Stored data:
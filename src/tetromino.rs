//! Tetromino placement validation and commit (`spec.md` §4.3).
//!
//! Grounded on `lgn21st-tui-tetris/src/engine/place.rs`'s validate-then-commit
//! structure and dedicated error enum, generalized from a fixed 10-wide board
//! to connectivity against a player's own island or home zone.

use crate::board::{Board, Item};
use crate::islands::Islands;
use crate::pieces::{get_shape, PieceKind, Rotation};
use crate::player::{HomeZone, PlayerId};

const NEIGHBOURS: [(i32, i32); 4] = [(1, 0), (-1, 0), (0, 1), (0, -1)];

#[derive(Debug, Clone, Copy, PartialEq, Eq)]
pub enum PlaceOutcome {
    /// Placed for real; carries nothing extra — the caller reads the board.
    Placed,
    /// The piece hit something while airborne and silently vanished.
    Exploded,
}

pub struct TetrominoEngine;

impl TetrominoEngine {
    /// Absolute (x,z) cells the shape occupies, anchored at (anchor_x, anchor_z).
    fn shape_cells(kind: PieceKind, rotation: Rotation, anchor_x: i32, anchor_z: i32) -> [(i32, i32); 4] {
        let shape = get_shape(kind, rotation);
        let mut cells = [(0, 0); 4];
        for (i, (dx, dz)) in shape.iter().enumerate() {
            cells[i] = (anchor_x + dx, anchor_z + dz);
        }
        cells
    }

    /// Validates and (on success) commits a placement. `is_first_placement`
    /// selects between the home-zone-adjacency rule (first placement) and
    /// the island-adjacency rule (subsequent placements); `king_pos` is the
    /// player's king cell, required (and consulted) only for the latter.
    #[allow(clippy::too_many_arguments)]
    pub fn place(
        board: &mut Board,
        player: PlayerId,
        home_zone: &HomeZone,
        kind: PieceKind,
        rotation: Rotation,
        anchor_x: i32,
        anchor_z: i32,
        y: u8,
        placed_at: u64,
        is_first_placement: bool,
        king_pos: Option<(i32, i32)>,
    ) -> Result<PlaceOutcome, TetrominoError> {
        if !(0..=1).contains(&y) {
            return Err(TetrominoError::InvalidFallHeight(y));
        }
        let cells = Self::shape_cells(kind, rotation, anchor_x, anchor_z);
        for (x, z) in cells {
            if !Board::is_legal_coord(x, z) {
                return Err(TetrominoError::OutOfRange(x, z));
            }
        }

        if y == 1 {
            let collides = cells.iter().any(|&(x, z)| board.has_occupant(x, z));
            return if collides {
                Ok(PlaceOutcome::Exploded)
            } else {
                Err(TetrominoError::NotYetLanded)
            };
        }

        for (x, z) in cells {
            if board.has_non_home_occupant(x, z) {
                return Err(TetrominoError::CellOccupied(x, z));
            }
        }

        if !Self::satisfies_connectivity(board, player, home_zone, &cells, is_first_placement, king_pos) {
            return Err(TetrominoError::NotReachableFromKing);
        }

        for (x, z) in cells {
            board.append(
                x,
                z,
                Item::Tetromino {
                    player,
                    kind,
                    placed_at,
                },
            );
        }
        Ok(PlaceOutcome::Placed)
    }

    /// Two independent clauses per `spec.md` §4.3: a filled cell must be
    /// orthogonally adjacent to an existing own item (or, on the first
    /// placement, to the home zone itself), **and** — for any placement past
    /// the first — that adjacent cell must have its own orthogonal path
    /// (through the player's own non-home items) back to the king. Adjacency
    /// alone is not enough: a chain can be locally connected to a stray
    /// placement while that placement's own component has drifted away from
    /// the king since the last reconcile (quiet chess moves don't reconcile).
    fn satisfies_connectivity(
        board: &Board,
        player: PlayerId,
        home_zone: &HomeZone,
        cells: &[(i32, i32); 4],
        is_first_placement: bool,
        king_pos: Option<(i32, i32)>,
    ) -> bool {
        for &(x, z) in cells {
            for (dx, dz) in NEIGHBOURS {
                let (nx, nz) = (x + dx, z + dz);
                if is_first_placement {
                    if home_zone.contains(nx, nz) {
                        return true;
                    }
                    continue;
                }
                let adjacent_to_own = board.has_type(nx, nz, |i| {
                    i.owner() == player && (i.is_tetromino() || i.is_chess())
                });
                if !adjacent_to_own {
                    continue;
                }
                if let Some((kx, kz)) = king_pos {
                    if Islands::has_path_to_king(board, player, nx, nz, kx, kz) {
                        return true;
                    }
                }
            }
        }
        false
    }
}

#[derive(Debug, Clone, Copy, PartialEq, Eq)]
pub enum TetrominoError {
    OutOfRange(i32, i32),
    InvalidFallHeight(u8),
    NotYetLanded,
    CellOccupied(i32, i32),
    NotReachableFromKing,
}

impl TetrominoError {
    pub fn code(self) -> &'static str {
        match self {
            TetrominoError::OutOfRange(..) => "invalid_coordinates",
            TetrominoError::InvalidFallHeight(_) => "invalid_rotation",
            TetrominoError::NotYetLanded => "invalid_rotation",
            TetrominoError::CellOccupied(..) => "cell_occupied",
            TetrominoError::NotReachableFromKing => "not_reachable_from_king",
        }
    }
}

#[cfg(test)]
mod tests {
    use super::*;
    use std::time::Instant;
    use uuid::Uuid;

    fn home_zone(player: PlayerId) -> HomeZone {
        HomeZone {
            player,
            x: 0,
            z: 0,
            width: 8,
            height: 2,
            orientation: 0,
            last_occupied_check: Instant::now(),
        }
    }

    #[test]
    fn first_placement_adjacent_to_home_zone_succeeds() {
        let mut board = Board::new();
        let p = Uuid::new_v4();
        let zone = home_zone(p);
        // Zone occupies z in [-1, 0]; anchor so the I piece's row lands at
        // z = 1, directly in front of the zone's far edge.
        let outcome = TetrominoEngine::place(
            &mut board,
            p,
            &zone,
            PieceKind::I,
            Rotation::new(0),
            -2,
            0,
            0,
            1,
            true,
            None,
        );
        assert_eq!(outcome, Ok(PlaceOutcome::Placed));
    }

    #[test]
    fn placement_far_from_home_zone_is_rejected() {
        let mut board = Board::new();
        let p = Uuid::new_v4();
        let zone = home_zone(p);
        let outcome = TetrominoEngine::place(
            &mut board, p, &zone, PieceKind::I, Rotation::new(0), 100, 100, 0, 1, true, None,
        );
        assert_eq!(outcome, Err(TetrominoError::NotReachableFromKing));
    }

    #[test]
    fn airborne_collision_explodes_without_mutating_board() {
        let mut board = Board::new();
        let p = Uuid::new_v4();
        let zone = home_zone(p);
        board.append(
            0,
            1,
            Item::Tetromino {
                player: p,
                kind: PieceKind::O,
                placed_at: 0,
            },
        );
        let outcome = TetrominoEngine::place(
            &mut board,
            p,
            &zone,
            PieceKind::O,
            Rotation::new(0),
            -1,
            0,
            1,
            1,
            true,
            None,
        );
        assert_eq!(outcome, Ok(PlaceOutcome::Exploded));
    }

    #[test]
    fn occupied_non_home_cell_is_rejected() {
        let mut board = Board::new();
        let p = Uuid::new_v4();
        let other = Uuid::new_v4();
        let zone = home_zone(p);
        board.append(
            -2,
            1,
            Item::Tetromino {
                player: other,
                kind: PieceKind::O,
                placed_at: 0,
            },
        );
        let outcome = TetrominoEngine::place(
            &mut board,
            p,
            &zone,
            PieceKind::I,
            Rotation::new(0),
            -2,
            0,
            0,
            1,
            true,
            None,
        );
        assert!(matches!(outcome, Err(TetrominoError::CellOccupied(..))));
    }

    #[test]
    fn adjacent_to_own_item_without_a_path_to_king_is_rejected() {
        let mut board = Board::new();
        let p = Uuid::new_v4();
        let zone = home_zone(p);
        // A stray own tetromino cell with no chain back to the king: locally
        // adjacent is not enough on its own past the first placement.
        board.append(10, 10, Item::Tetromino { player: p, kind: PieceKind::O, placed_at: 0 });
        let outcome = TetrominoEngine::place(
            &mut board,
            p,
            &zone,
            PieceKind::I,
            Rotation::new(0),
            10,
            10,
            0,
            1,
            false,
            Some((0, 0)),
        );
        assert_eq!(outcome, Err(TetrominoError::NotReachableFromKing));
    }

    #[test]
    fn adjacent_to_own_item_with_a_path_to_king_succeeds() {
        let mut board = Board::new();
        let p = Uuid::new_v4();
        let zone = home_zone(p);
        board.append(
            9,
            10,
            Item::Chess { player: p, piece_type: crate::chess::PieceType::King, piece_id: 1 },
        );
        board.append(10, 10, Item::Tetromino { player: p, kind: PieceKind::O, placed_at: 0 });
        let outcome = TetrominoEngine::place(
            &mut board,
            p,
            &zone,
            PieceKind::I,
            Rotation::new(0),
            10,
            10,
            0,
            1,
            false,
            Some((9, 10)),
        );
        assert_eq!(outcome, Ok(PlaceOutcome::Placed));
    }
}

Action item: From the start of the data to the line that holds "Validates and (on", retype each line exactly, with both ends included.

Solution for this problem:
filename src/tetromino.rs
//! Tetromino placement validation and commit (`spec.md` §4.3).
//!
//! Grounded on `lgn21st-tui-tetris/src/engine/place.rs`'s validate-then-commit
//! structure and dedicated error enum, generalized from a fixed 10-wide board
//! to connectivity against a player's own island or home zone.

use crate::board::{Board, Item};
use crate::islands::Islands;
use crate::pieces::{get_shape, PieceKind, Rotation};
use crate::player::{HomeZone, PlayerId};

const NEIGHBOURS: [(i32, i32); 4] = [(1, 0), (-1, 0), (0, 1), (0, -1)];

#[derive(Debug, Clone, Copy, PartialEq, Eq)]
pub enum PlaceOutcome {
    /// Placed for real; carries nothing extra — the caller reads the board.
    Placed,
    /// The piece hit something while airborne and silently vanished.
    Exploded,
}

pub struct TetrominoEngine;

impl TetrominoEngine {
    /// Absolute (x,z) cells the shape occupies, anchored at (anchor_x, anchor_z).
    fn shape_cells(kind: PieceKind, rotation: Rotation, anchor_x: i32, anchor_z: i32) -> [(i32, i32); 4] {
        let shape = get_shape(kind, rotation);
        let mut cells = [(0, 0); 4];
        for (i, (dx, dz)) in shape.iter().enumerate() {
            cells[i] = (anchor_x + dx, anchor_z + dz);
        }
        cells
    }

    /// Validates and (on success) commits a placement. `is_first_placement`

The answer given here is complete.